Could you print the full listing below, keeping each line identical?

RAW DATA ->
-.-.-

//! The agent contract
//!
//! Every participant registered with the hub presents [`A2AAgent`]. The first
//! five methods are what the registry, router and coordinator rely on. The
//! remaining methods belong to optional protocol slices: an agent advertises
//! which ones it offers through [`A2AAgent::features`], and the default
//! implementations answer [`Error::Unsupported`].

use async_trait::async_trait;
use tokio::sync::mpsc;

use super::agent::{AgentCapabilities, AgentInfo};
use super::message::{AgentMessage, HelpOffer, HelpRequest, ProtocolFeature, ProtocolFeatures, TaskUpdate};
use super::task::{Task, TaskResponse};
use crate::{Error, Result};

#[async_trait]
pub trait A2AAgent: Send + Sync + 'static {
    /// Describe the agent
    async fn info(&self) -> Result<AgentInfo>;

    /// Report what the agent can do
    async fn capabilities(&self) -> Result<AgentCapabilities>;

    /// Execute a task and report its outcome.
    ///
    /// Agent-side failures are reported as a `TaskResponse` with
    /// `status == Failed`; an `Err` means the plumbing itself broke.
    async fn send_task(&self, task: &Task) -> Result<TaskResponse>;

    /// Current state of a previously submitted task
    async fn task_status(&self, task_id: &str) -> Result<TaskResponse>;

    /// Cancel a running task
    async fn cancel_task(&self, task_id: &str) -> Result<()>;

    /// Optional protocol slices this agent offers
    fn features(&self) -> ProtocolFeatures {
        ProtocolFeatures::none()
    }

    async fn stream_task(&self, _task: &Task) -> Result<mpsc::Receiver<TaskUpdate>> {
        Err(Error::Unsupported(ProtocolFeature::Streaming))
    }

    async fn send_message(&self, _message: AgentMessage) -> Result<()> {
        Err(Error::Unsupported(ProtocolFeature::Messaging))
    }

    async fn receive_messages(&self) -> Result<Vec<AgentMessage>> {
        Err(Error::Unsupported(ProtocolFeature::Messaging))
    }

    async fn request_help(&self, _request: HelpRequest) -> Result<Vec<HelpOffer>> {
        Err(Error::Unsupported(ProtocolFeature::HelpExchange))
    }

    async fn offer_help(&self, _request: &HelpRequest) -> Result<HelpOffer> {
        Err(Error::Unsupported(ProtocolFeature::HelpExchange))
    }
}

#[cfg(test)]
mod tests {
    use super::*;
    use crate::protocol::{TaskResult, TaskType};

    struct Minimal;

    #[async_trait]
    impl A2AAgent for Minimal {
        async fn info(&self) -> Result<AgentInfo> {
            Ok(AgentInfo::new("minimal", "Minimal"))
        }

        async fn capabilities(&self) -> Result<AgentCapabilities> {
            Ok(AgentCapabilities::default())
        }

        async fn send_task(&self, task: &Task) -> Result<TaskResponse> {
            Ok(TaskResponse::completed(&task.id, TaskResult::text("done")))
        }

        async fn task_status(&self, task_id: &str) -> Result<TaskResponse> {
            Err(Error::TaskNotFound(task_id.to_string()))
        }

        async fn cancel_task(&self, task_id: &str) -> Result<()> {
            Err(Error::TaskNotFound(task_id.to_string()))
        }
    }

    #[tokio::test]
    async fn test_optional_surface_reports_unsupported() {
        let agent = Minimal;
        let task = Task::new(TaskType::Query, "q");

        assert_eq!(agent.features(), ProtocolFeatures::none());
        assert!(matches!(
            agent.stream_task(&task).await,
            Err(Error::Unsupported(ProtocolFeature::Streaming))
        ));
        assert!(matches!(
            agent.receive_messages().await,
            Err(Error::Unsupported(ProtocolFeature::Messaging))
        ));
        let request = HelpRequest {
            id: "h".into(),
            requester: "minimal".into(),
            task: task.clone(),
            reason: "stuck".into(),
        };
        assert!(matches!(
            agent.offer_help(&request).await,
            Err(Error::Unsupported(ProtocolFeature::HelpExchange))
        ));
    }

    #[tokio::test]
    async fn test_trait_object_dispatch() {
        let agent: std::sync::Arc<dyn A2AAgent> = std::sync::Arc::new(Minimal);
        let task = Task::new(TaskType::Query, "q");
        let response = agent.send_task(&task).await.unwrap();
        assert!(response.is_completed());
    }
}
//! Scoring functions used by the router
//!
//! Each returns a value in roughly [0, 1]. The hybrid score is a weighted sum
//! and is only meaningful as a relative ranking.

use a2a_core::{AgentCapabilities, HybridWeights, RoutingStrategy, Task};

use crate::metrics::AgentMetrics;

/// Flat capability score for tasks that require no tools
pub const NO_REQUIREMENTS_SCORE: f64 = 0.8;
/// Score given to agents with no recorded history
pub const NEUTRAL_SCORE: f64 = 0.5;
/// Load at which an agent scores zero on load
pub const MAX_LOAD: u32 = 10;
/// Response time at which the speed component bottoms out, in seconds
pub const SLOW_RESPONSE_SECS: f64 = 5.0;
/// Completed tasks needed for full reputation
pub const REPUTATION_TASKS: f64 = 100.0;

/// Fraction of required tools the agent declares
pub fn capability_score(task: &Task, capabilities: &AgentCapabilities) -> f64 {
    let required = task.required_tools();
    if required.is_empty() {
        return NO_REQUIREMENTS_SCORE;
    }

    let matched = required.iter().filter(|tool| capabilities.has_tool(tool)).count();
    matched as f64 / required.len() as f64
}

pub fn load_score(metrics: Option<&AgentMetrics>) -> f64 {
    match metrics {
        Some(m) => 1.0 - f64::from(m.current_load.min(MAX_LOAD)) / f64::from(MAX_LOAD),
        None => 1.0,
    }
}

pub fn performance_score(metrics: Option<&AgentMetrics>) -> f64 {
    match metrics {
        Some(m) => {
            let speed = (1.0 - m.avg_response_time / SLOW_RESPONSE_SECS).max(0.0);
            0.7 * m.success_rate + 0.3 * speed
        }
        None => NEUTRAL_SCORE,
    }
}

pub fn reputation_score(metrics: Option<&AgentMetrics>) -> f64 {
    match metrics {
        Some(m) => (m.completed_tasks as f64 / REPUTATION_TASKS).min(1.0),
        None => NEUTRAL_SCORE,
    }
}

pub fn hybrid_score(
    task: &Task,
    capabilities: &AgentCapabilities,
    metrics: Option<&AgentMetrics>,
    weights: &HybridWeights,
) -> f64 {
    capability_score(task, capabilities) * weights.capability
        + load_score(metrics) * weights.load
        + performance_score(metrics) * weights.performance
        + reputation_score(metrics) * weights.reputation
}

/// Score an agent under the given strategy
pub fn score(
    strategy: RoutingStrategy,
    task: &Task,
    capabilities: &AgentCapabilities,
    metrics: Option<&AgentMetrics>,
    weights: &HybridWeights,
) -> f64 {
    match strategy {
        RoutingStrategy::Capability => capability_score(task, capabilities),
        RoutingStrategy::Load => load_score(metrics),
        RoutingStrategy::Performance => performance_score(metrics),
        RoutingStrategy::Hybrid => hybrid_score(task, capabilities, metrics, weights),
    }
}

-.-.-

RESPONSE TO THIS TASK ->
//! The agent contract
//!
//! Every participant registered with the hub presents [`A2AAgent`]. The first
//! five methods are what the registry, router and coordinator rely on. The
//! remaining methods belong to optional protocol slices: an agent advertises
//! which ones it offers through [`A2AAgent::features`], and the default
//! implementations answer [`Error::Unsupported`].

use async_trait::async_trait;
use tokio::sync::mpsc;

use super::agent::{AgentCapabilities, AgentInfo};
use super::message::{AgentMessage, HelpOffer, HelpRequest, ProtocolFeature, ProtocolFeatures, TaskUpdate};
use super::task::{Task, TaskResponse};
use crate::{Error, Result};

#[async_trait]
pub trait A2AAgent: Send + Sync + 'static {
    /// Describe the agent
    async fn info(&self) -> Result<AgentInfo>;

    /// Report what the agent can do
    async fn capabilities(&self) -> Result<AgentCapabilities>;

    /// Execute a task and report its outcome.
    ///
    /// Agent-side failures are reported as a `TaskResponse` with
    /// `status == Failed`; an `Err` means the plumbing itself broke.
    async fn send_task(&self, task: &Task) -> Result<TaskResponse>;

    /// Current state of a previously submitted task
    async fn task_status(&self, task_id: &str) -> Result<TaskResponse>;

    /// Cancel a running task
    async fn cancel_task(&self, task_id: &str) -> Result<()>;

    /// Optional protocol slices this agent offers
    fn features(&self) -> ProtocolFeatures {
        ProtocolFeatures::none()
    }

    async fn stream_task(&self, _task: &Task) -> Result<mpsc::Receiver<TaskUpdate>> {
        Err(Error::Unsupported(ProtocolFeature::Streaming))
    }

    async fn send_message(&self, _message: AgentMessage) -> Result<()> {
        Err(Error::Unsupported(ProtocolFeature::Messaging))
    }

    async fn receive_messages(&self) -> Result<Vec<AgentMessage>> {
        Err(Error::Unsupported(ProtocolFeature::Messaging))
    }

    async fn request_help(&self, _request: HelpRequest) -> Result<Vec<HelpOffer>> {
        Err(Error::Unsupported(ProtocolFeature::HelpExchange))
    }

    async fn offer_help(&self, _request: &HelpRequest) -> Result<HelpOffer> {
        Err(Error::Unsupported(ProtocolFeature::HelpExchange))
    }
}

#[cfg(test)]
mod tests {
    use super::*;
    use crate::protocol::{TaskResult, TaskType};

    struct Minimal;

    #[async_trait]
    impl A2AAgent for Minimal {
        async fn info(&self) -> Result<AgentInfo> {
            Ok(AgentInfo::new("minimal", "Minimal"))
        }

        async fn capabilities(&self) -> Result<AgentCapabilities> {
            Ok(AgentCapabilities::default())
        }

        async fn send_task(&self, task: &Task) -> Result<TaskResponse> {
            Ok(TaskResponse::completed(&task.id, TaskResult::text("done")))
        }

        async fn task_status(&self, task_id: &str) -> Result<TaskResponse> {
            Err(Error::TaskNotFound(task_id.to_string()))
        }

        async fn cancel_task(&self, task_id: &str) -> Result<()> {
            Err(Error::TaskNotFound(task_id.to_string()))
        }
    }

    #[tokio::test]
    async fn test_optional_surface_reports_unsupported() {
        let agent = Minimal;
        let task = Task::new(TaskType::Query, "q");

        assert_eq!(agent.features(), ProtocolFeatures::none());
        assert!(matches!(
            agent.stream_task(&task).await,
            Err(Error::Unsupported(ProtocolFeature::Streaming))
        ));
        assert!(matches!(
            agent.receive_messages().await,
            Err(Error::Unsupported(ProtocolFeature::Messaging))
        ));
        let request = HelpRequest {
            id: "h".into(),
            requester: "minimal".into(),
            task: task.clone(),
            reason: "stuck".into(),
        };
        assert!(matches!(
            agent.offer_help(&request).await,
            Err(Error::Unsupported(ProtocolFeature::HelpExchange))
        ));
    }

    #[tokio::test]
    async fn test_trait_object_dispatch() {
        let agent: std::sync::Arc<dyn A2AAgent> = std::sync::Arc::new(Minimal);
        let task = Task::new(TaskType::Query, "q");
        let response = agent.send_task(&task).await.unwrap();
        assert!(response.is_completed());
    }
}
//! Scoring functions used by the router
//!
//! Each returns a value in roughly [0, 1]. The hybrid score is a weighted sum
//! and is only meaningful as a relative ranking.

use a2a_core::{AgentCapabilities, HybridWeights, RoutingStrategy, Task};

use crate::metrics::AgentMetrics;

/// Flat capability score for tasks that require no tools
pub const NO_REQUIREMENTS_SCORE: f64 = 0.8;
/// Score given to agents with no recorded history
pub const NEUTRAL_SCORE: f64 = 0.5;
/// Load at which an agent scores zero on load
pub const MAX_LOAD: u32 = 10;
/// Response time at which the speed component bottoms out, in seconds
pub const SLOW_RESPONSE_SECS: f64 = 5.0;
/// Completed tasks needed for full reputation
pub const REPUTATION_TASKS: f64 = 100.0;

/// Fraction of required tools the agent declares
pub fn capability_score(task: &Task, capabilities: &AgentCapabilities) -> f64 {
    let required = task.required_tools();
    if required.is_empty() {
        return NO_REQUIREMENTS_SCORE;
    }

    let matched = required.iter().filter(|tool| capabilities.has_tool(tool)).count();
    matched as f64 / required.len() as f64
}

pub fn load_score(metrics: Option<&AgentMetrics>) -> f64 {
    match metrics {
        Some(m) => 1.0 - f64::from(m.current_load.min(MAX_LOAD)) / f64::from(MAX_LOAD),
        None => 1.0,
    }
}

pub fn performance_score(metrics: Option<&AgentMetrics>) -> f64 {
    match metrics {
        Some(m) => {
            let speed = (1.0 - m.avg_response_time / SLOW_RESPONSE_SECS).max(0.0);
            0.7 * m.success_rate + 0.3 * speed
        }
        None => NEUTRAL_SCORE,
    }
}

pub fn reputation_score(metrics: Option<&AgentMetrics>) -> f64 {
    match metrics {
        Some(m) => (m.completed_tasks as f64 / REPUTATION_TASKS).min(1.0),
        None => NEUTRAL_SCORE,
    }
}

pub fn hybrid_score(
    task: &Task,
    capabilities: &AgentCapabilities,
    metrics: Option<&AgentMetrics>,
    weights: &HybridWeights,
) -> f64 {
    capability_score(task, capabilities) * weights.capability
        + load_score(metrics) * weights.load
        + performance_score(metrics) * weights.performance
        + reputation_score(metrics) * weights.reputation
}

/// Score an agent under the given strategy
pub fn score(
    strategy: RoutingStrategy,
    task: &Task,
    capabilities: &AgentCapabilities,
    metrics: Option<&AgentMetrics>,
    weights: &HybridWeights,
) -> f64 {
    match strategy {
        RoutingStrategy::Capability => capability_score(task, capabilities),
        RoutingStrategy::Load => load_score(metrics),
        RoutingStrategy::Performance => performance_score(metrics),
        RoutingStrategy::Hybrid => hybrid_score(task, capabilities, metrics, weights),
    }
}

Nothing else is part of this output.